ACTION ITEM
In the records below, find the line that contains "query.set_sort(Some(sort));" and the line that contains "prop_assert!(first.len() <= page_size);", then retype exactly those two lines and every line between them.

RECORDS PROVIDED
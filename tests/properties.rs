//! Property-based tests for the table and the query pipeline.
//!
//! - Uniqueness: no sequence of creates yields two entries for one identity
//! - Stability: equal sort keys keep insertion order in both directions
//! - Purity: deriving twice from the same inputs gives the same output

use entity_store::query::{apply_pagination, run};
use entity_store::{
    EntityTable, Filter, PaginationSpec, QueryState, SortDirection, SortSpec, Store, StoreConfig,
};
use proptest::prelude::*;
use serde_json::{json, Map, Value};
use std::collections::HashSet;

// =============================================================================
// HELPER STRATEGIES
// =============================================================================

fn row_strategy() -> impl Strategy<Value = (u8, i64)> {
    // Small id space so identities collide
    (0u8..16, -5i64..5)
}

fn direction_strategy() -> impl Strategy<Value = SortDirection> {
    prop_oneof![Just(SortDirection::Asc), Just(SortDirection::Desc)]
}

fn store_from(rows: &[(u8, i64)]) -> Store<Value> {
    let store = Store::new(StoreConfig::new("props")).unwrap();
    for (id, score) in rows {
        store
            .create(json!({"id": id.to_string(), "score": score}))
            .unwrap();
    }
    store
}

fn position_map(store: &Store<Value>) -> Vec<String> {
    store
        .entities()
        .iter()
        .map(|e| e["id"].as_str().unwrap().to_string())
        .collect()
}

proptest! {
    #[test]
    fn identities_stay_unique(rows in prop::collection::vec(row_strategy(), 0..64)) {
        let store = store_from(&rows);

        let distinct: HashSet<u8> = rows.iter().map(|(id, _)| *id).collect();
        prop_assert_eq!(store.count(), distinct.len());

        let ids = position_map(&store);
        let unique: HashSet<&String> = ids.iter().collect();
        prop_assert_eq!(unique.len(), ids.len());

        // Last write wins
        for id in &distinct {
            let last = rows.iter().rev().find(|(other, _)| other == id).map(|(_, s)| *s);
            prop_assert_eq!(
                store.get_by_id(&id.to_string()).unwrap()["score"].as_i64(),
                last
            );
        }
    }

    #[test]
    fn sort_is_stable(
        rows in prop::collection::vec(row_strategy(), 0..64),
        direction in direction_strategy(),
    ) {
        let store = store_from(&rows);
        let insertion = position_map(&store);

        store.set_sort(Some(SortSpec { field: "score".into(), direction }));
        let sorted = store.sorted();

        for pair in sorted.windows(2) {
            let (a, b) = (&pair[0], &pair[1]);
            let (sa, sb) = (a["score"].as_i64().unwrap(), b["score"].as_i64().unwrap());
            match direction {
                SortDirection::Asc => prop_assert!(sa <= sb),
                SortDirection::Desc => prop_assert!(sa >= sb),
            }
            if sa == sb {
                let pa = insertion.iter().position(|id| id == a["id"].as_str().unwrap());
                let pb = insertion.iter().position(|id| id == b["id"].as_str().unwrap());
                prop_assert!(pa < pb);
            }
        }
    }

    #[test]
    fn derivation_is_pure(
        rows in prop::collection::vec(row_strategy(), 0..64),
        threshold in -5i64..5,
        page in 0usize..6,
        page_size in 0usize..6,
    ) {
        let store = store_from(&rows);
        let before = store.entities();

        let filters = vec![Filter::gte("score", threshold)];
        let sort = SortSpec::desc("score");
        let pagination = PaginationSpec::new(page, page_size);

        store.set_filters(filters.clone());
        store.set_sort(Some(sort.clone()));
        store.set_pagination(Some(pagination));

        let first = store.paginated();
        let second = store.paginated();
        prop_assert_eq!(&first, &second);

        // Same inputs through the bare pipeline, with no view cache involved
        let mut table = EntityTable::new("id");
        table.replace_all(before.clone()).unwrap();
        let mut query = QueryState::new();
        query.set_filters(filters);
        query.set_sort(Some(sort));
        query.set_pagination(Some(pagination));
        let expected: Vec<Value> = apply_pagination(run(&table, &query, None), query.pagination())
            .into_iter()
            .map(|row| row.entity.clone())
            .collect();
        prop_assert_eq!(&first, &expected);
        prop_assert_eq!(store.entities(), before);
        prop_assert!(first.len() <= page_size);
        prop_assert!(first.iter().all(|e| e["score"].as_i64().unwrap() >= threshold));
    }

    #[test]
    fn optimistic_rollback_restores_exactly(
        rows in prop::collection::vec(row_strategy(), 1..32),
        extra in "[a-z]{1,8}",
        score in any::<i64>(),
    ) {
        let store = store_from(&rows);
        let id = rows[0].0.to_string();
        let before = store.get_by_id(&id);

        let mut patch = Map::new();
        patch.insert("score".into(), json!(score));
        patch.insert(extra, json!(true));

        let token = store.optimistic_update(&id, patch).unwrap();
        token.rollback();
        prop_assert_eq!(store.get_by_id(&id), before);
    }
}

...

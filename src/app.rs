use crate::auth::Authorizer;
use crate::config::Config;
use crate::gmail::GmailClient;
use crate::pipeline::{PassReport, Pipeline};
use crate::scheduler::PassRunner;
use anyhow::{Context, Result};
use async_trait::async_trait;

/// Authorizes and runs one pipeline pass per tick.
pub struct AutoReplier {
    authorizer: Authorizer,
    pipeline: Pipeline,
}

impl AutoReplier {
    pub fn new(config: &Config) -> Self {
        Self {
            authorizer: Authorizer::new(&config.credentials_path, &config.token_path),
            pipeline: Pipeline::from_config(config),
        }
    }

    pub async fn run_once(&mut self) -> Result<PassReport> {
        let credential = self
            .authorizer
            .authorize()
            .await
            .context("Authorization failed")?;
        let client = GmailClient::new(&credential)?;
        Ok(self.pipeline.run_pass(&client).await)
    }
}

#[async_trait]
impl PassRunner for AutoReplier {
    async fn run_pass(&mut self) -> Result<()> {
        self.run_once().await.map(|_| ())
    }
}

RESPONSE TO THE TASK
        query.set_sort(Some(sort));
        query.set_pagination(Some(pagination));
        let expected: Vec<Value> = apply_pagination(run(&table, &query, None), query.pagination())
            .into_iter()
            .map(|row| row.entity.clone())
            .collect();
        prop_assert_eq!(&first, &expected);
        prop_assert_eq!(store.entities(), before);
        prop_assert!(first.len() <= page_size);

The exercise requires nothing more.